Like most of entertainment TV, certainly including the cabloids, and talk radio, the entire purpose is to press peoples’ buttons. Deregulated from serving a higher goal, button pushing has become the bread and butter of TV and radio, entertainment, infotanement and “news”. It is an easy way to manipulate people, to attract a dependable audience and to get them to return to get those same buttons pushed, same time, same channel. The audience comes back because they get the simulation of action without having to exert any effort. The button gets pushed and elicits a dull sensation that is gratifying. The audience gets to feel the addictive emotions of contempt and hate, of feeling morally and intellectually superior to the hated bad guy. And they get to feel it every day.

Other time segments of TV and radio consist of variations on the pattern, pushing different buttons in a slightly different pattern to attract other parts of the potential audience. Cable “news” consists of almost nothing but button pushing, providing scant information in between the manipulation of the audiences’ sensations. Their intent is to sell eyes to advertisers so they can push other buttons and get them to open their pockets to them. Secondarily, the “news” networks intention is to manipulate the audience to vote in a way that is more favorable to the corporations’ financial well being, which accounts for the bits of “information” and how they’re chosen.

In his book I Don’t Believe in Atheists*, Chris Hedges talks about the infamous debate that he and Sam Harris engaged in last year. Reading the book and around the web, you can’t help noticing that Hedges has a chip on his shoulder. I don’t blame him. It’s rather stunning how many people breezily dismiss his many years covering the Middle-East, knowing Arabic, having an intimate knowledge of a large part of the Islamic world through hard won and dangerously procured experience. They dismiss his professional expertise in favor of Sam Harris’ drivel, based on such stuff as a misrepresentation of a Pew research poll and his scanty research. If you look for the evidence around the blogs that discussed the “debate” you could see that the Harrisite opinion on the subject might be the predominant view. Sam Harris’ relatively information free assertions are widely accepted and if Chris Hedges mentions that his credentials give his ideas credibility, he is dismissed as an egomaniacal blow hard. It must be particularly galling to someone in Hedges position that those deriding him consider themselves members of the intellectual class.
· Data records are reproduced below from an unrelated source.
use serde::{Deserialize, Serialize};

use crate::error::{ClientError, ClientResult};

/// Highest value on the backend's rating scale
pub const MAX_RATING: f64 = 10.0;

/// A movie as served by the backend
///
/// Read-only from the client's side: records are deserialized, checked, and rendered.
#[derive(Debug, Clone, Serialize, Deserialize, PartialEq)]
pub struct Movie {
    pub id: u64,
    pub title: String,
    /// Genre labels; order carries no meaning
    #[serde(default)]
    pub genres: Vec<String>,
    #[serde(default)]
    pub year: Option<i32>,
    #[serde(default)]
    pub description: Option<String>,
    /// Poster URI or path
    #[serde(default)]
    pub poster_path: Option<String>,
    /// Average rating on the 0-10 scale
    #[serde(default)]
    pub vote_average: Option<f64>,
}

impl Movie {
    /// Rejects records that deserialized cleanly but break the movie invariants
    pub fn validate(&self) -> ClientResult<()> {
        if self.id == 0 {
            return Err(ClientError::Schema("movie id must be positive".to_string()));
        }

        if self.title.trim().is_empty() {
            return Err(ClientError::Schema(format!(
                "movie {} has an empty title",
                self.id
            )));
        }

        if let Some(rating) = self.vote_average {
            if !(0.0..=MAX_RATING).contains(&rating) {
                return Err(ClientError::Schema(format!(
                    "movie {} has vote_average {} outside 0-10",
                    self.id, rating
                )));
            }
        }

        Ok(())
    }

    /// Rating on the five-star display scale, rounded to the nearest half star
    pub fn stars(&self) -> f64 {
        let stars = self.vote_average.unwrap_or(0.0) / 2.0;
        (stars * 2.0).round() / 2.0
    }
}

#[cfg(test)]
mod tests {
    use super::*;

    fn inception() -> Movie {
        Movie {
            id: 27205,
            title: "Inception".to_string(),
            genres: vec!["Action".to_string(), "Science Fiction".to_string()],
            year: Some(2010),
            description: Some("A thief who steals corporate secrets".to_string()),
            poster_path: Some("https://image.tmdb.org/t/p/w500/inception.jpg".to_string()),
            vote_average: Some(8.4),
        }
    }

    #[test]
    fn test_movie_deserialization_with_optional_fields_missing() {
        let json = r#"{
            "id": 603,
            "title": "The Matrix",
            "genres": ["Action"],
            "year": 1999
        }"#;

        let movie: Movie = serde_json::from_str(json).unwrap();
        assert_eq!(movie.id, 603);
        assert_eq!(movie.title, "The Matrix");
        assert_eq!(movie.year, Some(1999));
        assert_eq!(movie.description, None);
        assert_eq!(movie.poster_path, None);
        assert_eq!(movie.vote_average, None);
    }

    #[test]
    fn test_movie_deserialization_with_nulls() {
        let json = r#"{
            "id": 603,
            "title": "The Matrix",
            "genres": [],
            "year": null,
            "description": null,
            "poster_path": null,
            "vote_average": 8.2
        }"#;

        let movie: Movie = serde_json::from_str(json).unwrap();
        assert_eq!(movie.year, None);
        assert_eq!(movie.vote_average, Some(8.2));
    }

    #[test]
    fn test_missing_title_fails_to_deserialize() {
        let json = r#"{ "id": 603, "genres": [] }"#;
        assert!(serde_json::from_str::<Movie>(json).is_err());
    }

    #[test]
    fn test_validate_accepts_well_formed_movie() {
        assert!(inception().validate().is_ok());
    }

    #[test]
    fn test_validate_rejects_rating_out_of_range() {
        let mut movie = inception();
        movie.vote_average = Some(11.5);
        assert!(matches!(movie.validate(), Err(ClientError::Schema(_))));
    }

    #[test]
    fn test_validate_rejects_blank_title_and_zero_id() {
        let mut movie = inception();
        movie.title = "  ".to_string();
        assert!(movie.validate().is_err());

        let mut movie = inception();
        movie.id = 0;
        assert!(movie.validate().is_err());
    }

    #[test]
    fn test_stars_rounds_to_half() {
        let movie = inception();
        assert_eq!(movie.stars(), 4.0);

        let mut unrated = inception();
        unrated.vote_average = None;
        assert_eq!(unrated.stars(), 0.0);
    }
}
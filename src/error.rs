/// Errors surfaced by the backend client and the query cache
///
/// The type is `Clone` so that a single in-flight fetch can hand the same failure to every
/// caller waiting on it.
#[derive(thiserror::Error, Debug, Clone, PartialEq)]
pub enum ClientError {
    #[error("Network error: {0}")]
    Network(String),

    #[error("HTTP error {status}: {message}")]
    Http { status: u16, message: String },

    #[error("Schema error: {0}")]
    Schema(String),

    #[error("Invalid input: {0}")]
    InvalidInput(String),

    #[error("Internal error: {0}")]
    Internal(String),
}

impl ClientError {
    /// HTTP status code, when the backend answered at all
    pub fn status(&self) -> Option<u16> {
        match self {
            ClientError::Http { status, .. } => Some(*status),
            _ => None,
        }
    }

    pub fn is_not_found(&self) -> bool {
        self.status() == Some(404)
    }
}

impl From<reqwest::Error> for ClientError {
    fn from(err: reqwest::Error) -> Self {
        if err.is_decode() {
            ClientError::Schema(err.to_string())
        } else if let Some(status) = err.status() {
            ClientError::Http {
                status: status.as_u16(),
                message: err.to_string(),
            }
        } else {
            ClientError::Network(err.to_string())
        }
    }
}

impl From<serde_json::Error> for ClientError {
    fn from(err: serde_json::Error) -> Self {
        ClientError::Schema(err.to_string())
    }
}

pub type ClientResult<T> = Result<T, ClientError>;

#[cfg(test)]
mod tests {
    use super::*;

    #[test]
    fn test_not_found_is_http_404() {
        let err = ClientError::Http {
            status: 404,
            message: "Movie not found".to_string(),
        };
        assert!(err.is_not_found());
        assert_eq!(err.status(), Some(404));
    }

    #[test]
    fn test_other_statuses_are_not_not_found() {
        let err = ClientError::Http {
            status: 500,
            message: "boom".to_string(),
        };
        assert!(!err.is_not_found());
        assert!(!ClientError::Network("refused".to_string()).is_not_found());
        assert_eq!(ClientError::Network("refused".to_string()).status(), None);
    }

    #[test]
    fn test_serde_error_becomes_schema() {
        let err = serde_json::from_str::<Vec<u64>>("{\"not\": \"a list\"}").unwrap_err();
        let client_err: ClientError = err.into();
        assert!(matches!(client_err, ClientError::Schema(_)));
    }

    #[test]
    fn test_display_includes_status() {
        let err = ClientError::Http {
            status: 502,
            message: "bad gateway".to_string(),
        };
        assert_eq!(err.to_string(), "HTTP error 502: bad gateway");
    }
}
I think that this is a clear manifestation of how easy and instantaneous button pushing has come to replace rigorous collection of information and analysis for even the relatively sophisticated and educated parts of our culture. And considering what Harris is selling, the buttons he can push and successfully get the desired response among his audience, it is pretty stunning. Consider that Harris has advocated a nuclear first strike against an as yet unrealized ‘Islamic bomb’. A first strike about which he, himself says: “ Needless to say, this would be an unthinkable crime - as it would kill tens of millions of innocent civilians in a single day - but it may be the only course of action available to us, given what Islamists believe. ”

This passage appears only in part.